Segment Open

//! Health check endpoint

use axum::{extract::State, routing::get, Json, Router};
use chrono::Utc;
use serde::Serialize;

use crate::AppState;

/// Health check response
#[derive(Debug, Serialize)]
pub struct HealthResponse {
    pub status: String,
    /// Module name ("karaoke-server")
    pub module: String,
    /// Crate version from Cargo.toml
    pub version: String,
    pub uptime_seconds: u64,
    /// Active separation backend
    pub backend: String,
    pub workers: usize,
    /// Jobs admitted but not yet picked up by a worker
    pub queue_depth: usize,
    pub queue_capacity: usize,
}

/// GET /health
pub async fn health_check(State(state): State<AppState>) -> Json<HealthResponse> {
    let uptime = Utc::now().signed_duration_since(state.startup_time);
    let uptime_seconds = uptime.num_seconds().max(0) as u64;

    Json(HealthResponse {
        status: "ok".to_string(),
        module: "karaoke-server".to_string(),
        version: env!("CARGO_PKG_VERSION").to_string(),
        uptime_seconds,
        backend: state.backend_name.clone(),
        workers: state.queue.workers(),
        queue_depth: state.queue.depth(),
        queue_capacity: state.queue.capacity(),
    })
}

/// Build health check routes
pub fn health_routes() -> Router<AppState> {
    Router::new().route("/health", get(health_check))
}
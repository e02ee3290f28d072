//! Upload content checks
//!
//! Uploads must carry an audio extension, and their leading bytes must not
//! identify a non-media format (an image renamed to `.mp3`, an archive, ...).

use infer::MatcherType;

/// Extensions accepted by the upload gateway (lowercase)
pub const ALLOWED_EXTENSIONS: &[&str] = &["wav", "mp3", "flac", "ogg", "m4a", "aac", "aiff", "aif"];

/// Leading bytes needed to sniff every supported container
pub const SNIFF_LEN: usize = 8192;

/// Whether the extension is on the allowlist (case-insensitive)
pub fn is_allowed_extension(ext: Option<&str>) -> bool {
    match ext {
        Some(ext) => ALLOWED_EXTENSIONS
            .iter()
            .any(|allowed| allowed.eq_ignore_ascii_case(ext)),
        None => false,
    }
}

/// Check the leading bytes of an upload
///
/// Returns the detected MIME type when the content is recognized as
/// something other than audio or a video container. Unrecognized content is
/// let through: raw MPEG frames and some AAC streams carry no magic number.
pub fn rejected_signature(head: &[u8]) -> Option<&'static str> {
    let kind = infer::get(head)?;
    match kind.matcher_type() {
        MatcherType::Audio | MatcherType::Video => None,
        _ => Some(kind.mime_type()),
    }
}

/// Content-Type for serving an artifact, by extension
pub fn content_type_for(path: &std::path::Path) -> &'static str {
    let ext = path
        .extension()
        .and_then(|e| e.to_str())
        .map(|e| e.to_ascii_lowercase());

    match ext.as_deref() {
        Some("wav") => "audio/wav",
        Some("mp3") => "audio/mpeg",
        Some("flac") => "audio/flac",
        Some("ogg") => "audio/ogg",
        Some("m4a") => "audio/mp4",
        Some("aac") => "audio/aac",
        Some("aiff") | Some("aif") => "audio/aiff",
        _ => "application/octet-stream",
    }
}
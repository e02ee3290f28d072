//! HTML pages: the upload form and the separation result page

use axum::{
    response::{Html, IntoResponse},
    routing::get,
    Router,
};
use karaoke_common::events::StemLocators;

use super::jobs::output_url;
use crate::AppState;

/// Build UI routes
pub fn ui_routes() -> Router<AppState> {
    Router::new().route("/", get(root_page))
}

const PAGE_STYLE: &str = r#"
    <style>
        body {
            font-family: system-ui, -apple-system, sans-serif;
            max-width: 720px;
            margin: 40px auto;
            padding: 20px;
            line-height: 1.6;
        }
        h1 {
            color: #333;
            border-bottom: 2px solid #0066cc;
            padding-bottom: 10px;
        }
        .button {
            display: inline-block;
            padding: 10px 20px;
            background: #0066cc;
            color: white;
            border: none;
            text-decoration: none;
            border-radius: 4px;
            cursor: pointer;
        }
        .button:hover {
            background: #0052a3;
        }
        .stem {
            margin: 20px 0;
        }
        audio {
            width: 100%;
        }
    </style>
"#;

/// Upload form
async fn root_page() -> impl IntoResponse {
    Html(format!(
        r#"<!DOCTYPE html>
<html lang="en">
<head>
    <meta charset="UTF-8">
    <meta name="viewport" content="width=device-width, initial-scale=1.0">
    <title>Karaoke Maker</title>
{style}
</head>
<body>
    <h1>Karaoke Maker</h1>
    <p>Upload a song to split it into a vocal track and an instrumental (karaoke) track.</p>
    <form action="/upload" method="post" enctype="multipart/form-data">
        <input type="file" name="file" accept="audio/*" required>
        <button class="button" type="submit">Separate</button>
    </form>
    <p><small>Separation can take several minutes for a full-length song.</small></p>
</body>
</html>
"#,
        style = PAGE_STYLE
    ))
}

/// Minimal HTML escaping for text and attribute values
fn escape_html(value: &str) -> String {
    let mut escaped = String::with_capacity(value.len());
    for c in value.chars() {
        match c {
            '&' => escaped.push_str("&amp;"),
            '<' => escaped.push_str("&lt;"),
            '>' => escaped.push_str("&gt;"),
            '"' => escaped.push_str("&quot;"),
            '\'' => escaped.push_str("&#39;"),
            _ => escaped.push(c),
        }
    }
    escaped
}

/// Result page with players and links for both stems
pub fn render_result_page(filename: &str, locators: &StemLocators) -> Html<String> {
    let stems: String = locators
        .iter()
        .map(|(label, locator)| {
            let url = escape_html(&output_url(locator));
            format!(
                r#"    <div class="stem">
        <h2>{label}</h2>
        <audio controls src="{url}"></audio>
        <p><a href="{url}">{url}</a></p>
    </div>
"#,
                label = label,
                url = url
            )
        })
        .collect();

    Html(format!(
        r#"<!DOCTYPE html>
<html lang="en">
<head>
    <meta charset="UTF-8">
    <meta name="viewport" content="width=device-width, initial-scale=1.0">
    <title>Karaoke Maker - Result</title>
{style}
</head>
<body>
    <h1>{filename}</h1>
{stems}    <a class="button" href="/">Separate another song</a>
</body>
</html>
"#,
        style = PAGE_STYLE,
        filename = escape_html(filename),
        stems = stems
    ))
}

Segment Closed
Segment Open

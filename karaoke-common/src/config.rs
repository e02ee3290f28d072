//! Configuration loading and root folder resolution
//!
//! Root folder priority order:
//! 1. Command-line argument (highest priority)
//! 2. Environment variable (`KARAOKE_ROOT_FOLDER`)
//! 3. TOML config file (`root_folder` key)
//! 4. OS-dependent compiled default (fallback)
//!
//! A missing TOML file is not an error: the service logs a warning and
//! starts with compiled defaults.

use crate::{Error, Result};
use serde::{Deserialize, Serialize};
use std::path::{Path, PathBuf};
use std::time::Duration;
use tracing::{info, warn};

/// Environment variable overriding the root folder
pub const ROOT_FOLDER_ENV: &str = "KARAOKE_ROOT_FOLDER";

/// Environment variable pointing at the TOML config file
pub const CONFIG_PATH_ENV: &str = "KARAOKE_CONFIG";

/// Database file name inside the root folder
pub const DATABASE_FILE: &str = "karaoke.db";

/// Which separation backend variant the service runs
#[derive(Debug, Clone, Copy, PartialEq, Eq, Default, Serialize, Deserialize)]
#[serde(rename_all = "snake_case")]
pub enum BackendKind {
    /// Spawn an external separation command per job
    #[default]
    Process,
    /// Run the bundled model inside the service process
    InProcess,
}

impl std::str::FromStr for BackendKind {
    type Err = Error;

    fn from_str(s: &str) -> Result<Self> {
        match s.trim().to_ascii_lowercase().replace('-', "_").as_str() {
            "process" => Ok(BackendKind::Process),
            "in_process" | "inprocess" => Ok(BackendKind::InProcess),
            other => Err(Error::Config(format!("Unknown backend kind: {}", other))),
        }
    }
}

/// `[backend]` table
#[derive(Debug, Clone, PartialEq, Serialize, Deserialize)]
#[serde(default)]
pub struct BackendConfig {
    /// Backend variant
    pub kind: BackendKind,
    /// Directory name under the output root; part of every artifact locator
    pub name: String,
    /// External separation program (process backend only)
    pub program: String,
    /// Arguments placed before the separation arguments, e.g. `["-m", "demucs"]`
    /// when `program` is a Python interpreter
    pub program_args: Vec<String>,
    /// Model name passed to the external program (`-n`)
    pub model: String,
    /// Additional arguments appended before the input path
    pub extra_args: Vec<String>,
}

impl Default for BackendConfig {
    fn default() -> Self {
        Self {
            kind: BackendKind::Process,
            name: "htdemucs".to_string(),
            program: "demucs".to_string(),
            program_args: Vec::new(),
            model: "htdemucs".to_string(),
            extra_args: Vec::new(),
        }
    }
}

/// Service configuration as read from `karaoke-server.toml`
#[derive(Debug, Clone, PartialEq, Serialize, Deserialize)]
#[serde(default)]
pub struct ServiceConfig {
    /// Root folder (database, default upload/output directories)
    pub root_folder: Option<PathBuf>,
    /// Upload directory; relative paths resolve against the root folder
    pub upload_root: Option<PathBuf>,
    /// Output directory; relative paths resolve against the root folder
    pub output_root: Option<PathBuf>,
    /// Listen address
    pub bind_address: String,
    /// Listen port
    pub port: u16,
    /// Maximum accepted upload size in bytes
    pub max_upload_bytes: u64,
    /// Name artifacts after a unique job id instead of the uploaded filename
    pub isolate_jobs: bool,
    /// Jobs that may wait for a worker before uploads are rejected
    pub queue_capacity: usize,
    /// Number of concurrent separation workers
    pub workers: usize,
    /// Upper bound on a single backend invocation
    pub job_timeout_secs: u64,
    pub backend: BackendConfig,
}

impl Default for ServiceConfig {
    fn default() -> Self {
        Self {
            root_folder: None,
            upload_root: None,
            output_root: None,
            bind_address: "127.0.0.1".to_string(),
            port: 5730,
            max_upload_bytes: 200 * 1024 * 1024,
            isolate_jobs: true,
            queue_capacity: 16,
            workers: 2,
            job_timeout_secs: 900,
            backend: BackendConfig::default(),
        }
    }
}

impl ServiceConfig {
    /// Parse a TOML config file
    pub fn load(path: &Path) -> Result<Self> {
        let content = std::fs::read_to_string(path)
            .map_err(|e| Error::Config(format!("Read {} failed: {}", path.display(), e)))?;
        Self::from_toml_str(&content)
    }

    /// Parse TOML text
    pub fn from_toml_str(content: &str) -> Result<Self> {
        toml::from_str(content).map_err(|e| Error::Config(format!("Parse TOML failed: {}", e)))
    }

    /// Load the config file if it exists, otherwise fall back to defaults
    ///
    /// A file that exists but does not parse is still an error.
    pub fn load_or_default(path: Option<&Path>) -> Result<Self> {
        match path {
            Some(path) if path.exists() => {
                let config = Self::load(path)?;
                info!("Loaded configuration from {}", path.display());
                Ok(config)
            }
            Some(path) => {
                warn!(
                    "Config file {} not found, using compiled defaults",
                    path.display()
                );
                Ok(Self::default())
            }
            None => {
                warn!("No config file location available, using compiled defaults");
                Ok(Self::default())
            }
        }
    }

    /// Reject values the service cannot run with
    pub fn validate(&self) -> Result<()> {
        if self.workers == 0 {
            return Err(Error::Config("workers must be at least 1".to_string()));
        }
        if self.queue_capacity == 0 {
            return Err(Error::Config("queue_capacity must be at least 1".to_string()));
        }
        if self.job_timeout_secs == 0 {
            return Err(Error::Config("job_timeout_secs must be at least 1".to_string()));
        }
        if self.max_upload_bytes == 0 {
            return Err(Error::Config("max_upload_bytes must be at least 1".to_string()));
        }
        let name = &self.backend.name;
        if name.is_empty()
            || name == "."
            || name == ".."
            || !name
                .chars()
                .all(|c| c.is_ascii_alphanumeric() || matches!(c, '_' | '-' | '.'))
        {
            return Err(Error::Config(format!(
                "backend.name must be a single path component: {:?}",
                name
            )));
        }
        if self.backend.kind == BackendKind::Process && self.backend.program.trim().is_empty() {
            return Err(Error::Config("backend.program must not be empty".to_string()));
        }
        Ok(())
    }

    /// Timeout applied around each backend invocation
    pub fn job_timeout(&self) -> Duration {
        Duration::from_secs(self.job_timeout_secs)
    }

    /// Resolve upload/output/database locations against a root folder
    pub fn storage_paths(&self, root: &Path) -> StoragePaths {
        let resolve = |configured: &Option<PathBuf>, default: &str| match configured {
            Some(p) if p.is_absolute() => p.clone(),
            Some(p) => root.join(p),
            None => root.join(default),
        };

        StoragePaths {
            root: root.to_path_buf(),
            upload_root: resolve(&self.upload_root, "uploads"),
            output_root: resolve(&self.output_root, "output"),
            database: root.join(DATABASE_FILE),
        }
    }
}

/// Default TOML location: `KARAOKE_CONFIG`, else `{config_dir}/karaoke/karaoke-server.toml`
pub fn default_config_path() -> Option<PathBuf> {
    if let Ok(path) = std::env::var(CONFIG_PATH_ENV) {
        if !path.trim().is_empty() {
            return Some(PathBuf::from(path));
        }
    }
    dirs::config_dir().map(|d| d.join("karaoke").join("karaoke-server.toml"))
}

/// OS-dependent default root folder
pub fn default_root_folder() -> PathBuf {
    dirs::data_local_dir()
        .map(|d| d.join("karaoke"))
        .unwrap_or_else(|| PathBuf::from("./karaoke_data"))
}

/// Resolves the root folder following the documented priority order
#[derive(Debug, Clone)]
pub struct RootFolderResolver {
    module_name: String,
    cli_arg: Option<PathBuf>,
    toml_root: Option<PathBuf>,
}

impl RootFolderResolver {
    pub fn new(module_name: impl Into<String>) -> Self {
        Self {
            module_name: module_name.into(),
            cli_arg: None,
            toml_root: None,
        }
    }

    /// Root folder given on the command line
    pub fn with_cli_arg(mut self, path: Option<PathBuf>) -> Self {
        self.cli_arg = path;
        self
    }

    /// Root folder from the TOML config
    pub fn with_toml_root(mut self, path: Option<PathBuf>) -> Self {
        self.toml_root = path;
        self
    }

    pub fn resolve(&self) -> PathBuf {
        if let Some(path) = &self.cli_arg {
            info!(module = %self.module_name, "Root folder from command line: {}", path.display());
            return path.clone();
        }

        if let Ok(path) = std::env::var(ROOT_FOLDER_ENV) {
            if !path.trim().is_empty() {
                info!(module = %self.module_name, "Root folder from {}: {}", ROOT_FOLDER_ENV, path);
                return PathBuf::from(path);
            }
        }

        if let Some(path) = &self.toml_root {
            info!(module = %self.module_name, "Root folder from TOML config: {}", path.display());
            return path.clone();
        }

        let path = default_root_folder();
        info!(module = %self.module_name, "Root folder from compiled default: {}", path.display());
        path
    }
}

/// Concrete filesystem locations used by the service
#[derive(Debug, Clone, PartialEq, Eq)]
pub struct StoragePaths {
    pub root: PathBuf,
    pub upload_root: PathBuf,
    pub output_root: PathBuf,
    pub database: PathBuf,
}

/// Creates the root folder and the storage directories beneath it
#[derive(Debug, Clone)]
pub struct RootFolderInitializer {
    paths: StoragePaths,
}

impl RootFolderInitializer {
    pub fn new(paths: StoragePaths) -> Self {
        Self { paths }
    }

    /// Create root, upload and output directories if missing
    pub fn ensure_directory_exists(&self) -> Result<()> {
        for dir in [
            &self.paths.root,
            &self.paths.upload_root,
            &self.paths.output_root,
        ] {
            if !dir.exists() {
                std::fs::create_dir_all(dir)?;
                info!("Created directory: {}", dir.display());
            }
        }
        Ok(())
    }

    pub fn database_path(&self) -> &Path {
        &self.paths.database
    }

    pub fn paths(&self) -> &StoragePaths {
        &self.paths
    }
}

Segment Closed

**To do**
Read the entries and pick out all lines that include the word "invocation".

**Answer to this problem**
    /// Upper bound on a single backend invocation
    /// Timeout applied around each backend invocation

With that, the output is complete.